**What this task involves**
Only lines with the string "plus" are wanted. Pull them out of the data.
········
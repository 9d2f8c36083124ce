//! Simulation state: the free-flying player camera and the scenery it flies through

use flock_render::foundation::math::utils::deg_to_rad;
use flock_render::prelude::*;

/// Pitch is held inside this range so the view never flips over
pub const PITCH_LIMIT: f32 = 89.5;

/// One frame of player input, already reduced from window events
#[derive(Debug, Clone, Copy, Default, PartialEq)]
pub struct Controls {
    pub forward: bool,
    pub backward: bool,
    pub left: bool,
    pub right: bool,
    pub up: bool,
    pub down: bool,
    /// Cursor travel since the previous frame, in pixels
    pub mouse_delta: (f64, f64),
    /// Wheel travel since the previous frame
    pub scroll: f64,
}

/// Free-flying camera with momentum
///
/// Velocity is added to the position once per tick; acceleration and
/// braking are scaled by the frame time.
#[derive(Debug, Clone, PartialEq)]
pub struct Player {
    pub position: Vec3,
    pub velocity: Vec3,
    pub pitch: f32,
    pub yaw: f32,
    pub fov: f32,
    pub accel: f32,
    pub decel: f32,
    pub max_speed: f32,
    pub min_speed: f32,
    pub sensitivity: f32,
    pub inverted: bool,
}

impl Default for Player {
    fn default() -> Self {
        Self {
            position: Vec3::zeros(),
            velocity: Vec3::zeros(),
            pitch: 0.0,
            yaw: 0.0,
            fov: 70.0,
            accel: 0.3,
            decel: -0.8,
            max_speed: 0.5,
            min_speed: 0.001,
            sensitivity: 0.3,
            inverted: true,
        }
    }
}

impl Player {
    /// Apply mouse look, then thrust or braking, then move
    pub fn update(&mut self, delta_time: f32, controls: &Controls, captured: bool) {
        if captured {
            self.look(controls);
        }

        let yaw = deg_to_rad(self.yaw);
        let forward = Vec3::new(yaw.cos(), 0.0, yaw.sin());
        let right = forward.cross(&Vec3::y());
        let up = Vec3::y();

        let mut thrust = Vec3::zeros();
        if captured {
            for (held, direction) in [
                (controls.forward, forward),
                (controls.backward, -forward),
                (controls.right, right),
                (controls.left, -right),
                (controls.up, up),
                (controls.down, -up),
            ] {
                if held {
                    thrust += direction;
                }
            }
        }

        // Opposing keys cancel out, which counts as coasting. Braking never
        // reverses the direction of travel.
        if thrust.norm() < 0.9 {
            let speed = self.velocity.norm();
            let step = delta_time * (speed / self.max_speed + 0.2) * self.decel;
            if -step >= speed {
                self.velocity = Vec3::zeros();
            } else {
                self.velocity += self.velocity / speed * step;
            }
        } else {
            self.velocity += thrust.normalize() * (delta_time * self.accel);
        }

        let speed = self.velocity.norm();
        if speed > self.max_speed {
            self.velocity *= self.max_speed / speed;
        }
        if speed < self.min_speed {
            self.velocity = Vec3::zeros();
        }

        self.position += self.velocity;
    }

    fn look(&mut self, controls: &Controls) {
        let (dx, dy) = controls.mouse_delta;
        let dy = dy as f32 * self.sensitivity;
        if self.inverted {
            self.pitch -= dy;
        } else {
            self.pitch += dy;
        }
        self.pitch = self.pitch.clamp(-PITCH_LIMIT, PITCH_LIMIT);
        self.yaw += dx as f32 * self.sensitivity;

        // Scrolling up makes the ship gentler, down makes it twitchier.
        if controls.scroll > 0.0 {
            self.accel *= 0.8;
        } else if controls.scroll < 0.0 {
            self.accel /= 0.8;
        }
    }

    /// Push this player's view into the renderer's camera
    pub fn apply_to<D: GraphicsDevice>(&self, renderer: &mut Renderer<D>) {
        renderer.update_camera(self.pitch, self.yaw, self.fov, 0.0, self.position);
    }
}

/// Cubes spinning in a ring around the origin, plus an optional textured quad
pub struct Scenery {
    ring: Vec<(Handle<Model>, Vec3)>,
    billboard: Option<Handle<Model>>,
    elapsed: f32,
}

const QUAD_POSITIONS: [f32; 12] = [-1.0, -1.0, 0.0, 1.0, -1.0, 0.0, 1.0, 1.0, 0.0, -1.0, 1.0, 0.0];
const QUAD_UVS: [f32; 8] = [0.0, 0.0, 1.0, 0.0, 1.0, 1.0, 0.0, 1.0];
const QUAD_INDICES: [u32; 6] = [0, 1, 2, 0, 2, 3];

impl Scenery {
    /// Create the ring models, and a quad showing `texture` when given
    ///
    /// # Errors
    /// Propagates any renderer failure; models created before it are left
    /// for the renderer to release on drop.
    pub fn build<D: GraphicsDevice>(
        renderer: &mut Renderer<D>,
        ring_size: usize,
        radius: f32,
        texture: Option<Handle<Texture>>,
    ) -> RenderResult<Self> {
        let defaults = *renderer.defaults();
        let mut ring = Vec::with_capacity(ring_size);
        for i in 0..ring_size {
            let angle = std::f32::consts::TAU * i as f32 / ring_size as f32;
            let base = Vec3::new(angle.cos() * radius, 0.0, angle.sin() * radius);
            let template = Model::new(defaults.test_mesh, defaults.error_texture, defaults.color_shader)
                .with_position(base);
            ring.push((renderer.create_model(&template, true)?, base));
        }

        let billboard = match texture {
            Some(texture) => {
                let quad = renderer.create_mesh(&MeshData::new(&QUAD_POSITIONS, &QUAD_INDICES).with_uvs(&QUAD_UVS))?;
                let template = Model::new(quad, texture, defaults.texture_shader)
                    .with_position(Vec3::new(0.0, 2.0, 0.0))
                    .with_scale(Vec3::repeat(1.5));
                Some(renderer.create_model(&template, true)?)
            }
            None => None,
        };

        Ok(Self {
            ring,
            billboard,
            elapsed: 0.0,
        })
    }

    /// Spin every ring model about its own vertical axis
    ///
    /// # Errors
    /// Fails with [`RenderError::InvalidHandle`] if a ring model has been
    /// released behind the scenery's back.
    pub fn tick<D: GraphicsDevice>(&mut self, renderer: &mut Renderer<D>, delta_time: f32) -> RenderResult<()> {
        self.elapsed += delta_time;
        for (i, &(model, base)) in self.ring.iter().enumerate() {
            let phase = i as f32 * 0.5;
            let rotation = Vec3::new(0.0, self.elapsed + phase, (self.elapsed * 0.5).sin() * 0.3);
            let bob = base + Vec3::y() * ((self.elapsed + phase).sin() * 0.5);
            renderer.update_model_transform(model, bob, rotation, Vec3::repeat(0.5))?;
        }
        Ok(())
    }

    /// Number of models this scenery owns
    pub fn model_count(&self) -> usize {
        self.ring.len() + usize::from(self.billboard.is_some())
    }
}

#[cfg(test)]
mod tests {
    use super::*;
    use approx::assert_relative_eq;

    fn held_forward() -> Controls {
        Controls {
            forward: true,
            ..Controls::default()
        }
    }

    #[test]
    fn test_thrust_accelerates_along_yaw() {
        let mut player = Player::default();
        player.update(1.0, &held_forward(), true);
        assert_relative_eq!(player.velocity, Vec3::new(0.3, 0.0, 0.0), epsilon = 1e-6);
        assert_relative_eq!(player.position, Vec3::new(0.3, 0.0, 0.0), epsilon = 1e-6);
    }

    #[test]
    fn test_speed_is_capped() {
        let mut player = Player::default();
        for _ in 0..10 {
            player.update(1.0, &held_forward(), true);
        }
        assert_relative_eq!(player.velocity.norm(), player.max_speed, epsilon = 1e-5);
    }

    #[test]
    fn test_coasting_brakes_to_a_stop() {
        let mut player = Player::default();
        player.update(1.0, &held_forward(), true);
        for _ in 0..200 {
            player.update(0.05, &Controls::default(), true);
        }
        assert_eq!(player.velocity, Vec3::zeros());
    }

    #[test]
    fn test_opposing_keys_coast() {
        let mut player = Player::default();
        let both = Controls {
            forward: true,
            backward: true,
            ..Controls::default()
        };
        player.update(1.0, &both, true);
        assert_eq!(player.velocity, Vec3::zeros());
    }

    #[test]
    fn test_pitch_clamped_and_inverted() {
        let mut player = Player::default();
        let look = Controls {
            mouse_delta: (10.0, 1000.0),
            ..Controls::default()
        };
        player.update(0.0, &look, true);
        assert_relative_eq!(player.pitch, -PITCH_LIMIT);
        assert_relative_eq!(player.yaw, 3.0);
    }

    #[test]
    fn test_released_cursor_ignores_input() {
        let mut player = Player::default();
        let look = Controls {
            forward: true,
            mouse_delta: (50.0, 50.0),
            ..Controls::default()
        };
        player.update(1.0, &look, false);
        assert_eq!(player.yaw, 0.0);
        assert_eq!(player.velocity, Vec3::zeros());
    }

    #[test]
    fn test_scroll_scales_acceleration() {
        let mut player = Player::default();
        let scroll_up = Controls {
            scroll: 1.0,
            ..Controls::default()
        };
        player.update(0.0, &scroll_up, true);
        assert_relative_eq!(player.accel, 0.24, epsilon = 1e-6);
    }

    #[test]
    fn test_scenery_spins_ring_models() {
        let mut renderer = Renderer::new(HeadlessDevice::new(), RendererConfig::default()).unwrap();
        let mut scenery = Scenery::build(&mut renderer, 4, 3.0, None).unwrap();
        assert_eq!(scenery.model_count(), 4);

        scenery.tick(&mut renderer, 1.0).unwrap();
        let first = renderer.get_model(scenery.ring[0].0).unwrap();
        assert_relative_eq!(first.rotation.y, 1.0);
        assert_relative_eq!(first.position.x, 3.0, epsilon = 1e-5);

        // Ring plus the hidden test model.
        assert_eq!(renderer.draw(1.0).batch.draw_calls, 4);
    }

    #[test]
    fn test_scenery_with_texture_adds_billboard() {
        let mut renderer = Renderer::new(HeadlessDevice::new(), RendererConfig::default()).unwrap();
        let texture = renderer.defaults().error_texture;
        let scenery = Scenery::build(&mut renderer, 2, 3.0, Some(texture)).unwrap();
        assert_eq!(scenery.model_count(), 3);
        assert_eq!(renderer.draw(0.0).batch.draw_calls, 3);
    }
}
········
**Task response**
/// Cubes spinning in a ring around the origin, plus an optional textured quad
        // Ring plus the hidden test model.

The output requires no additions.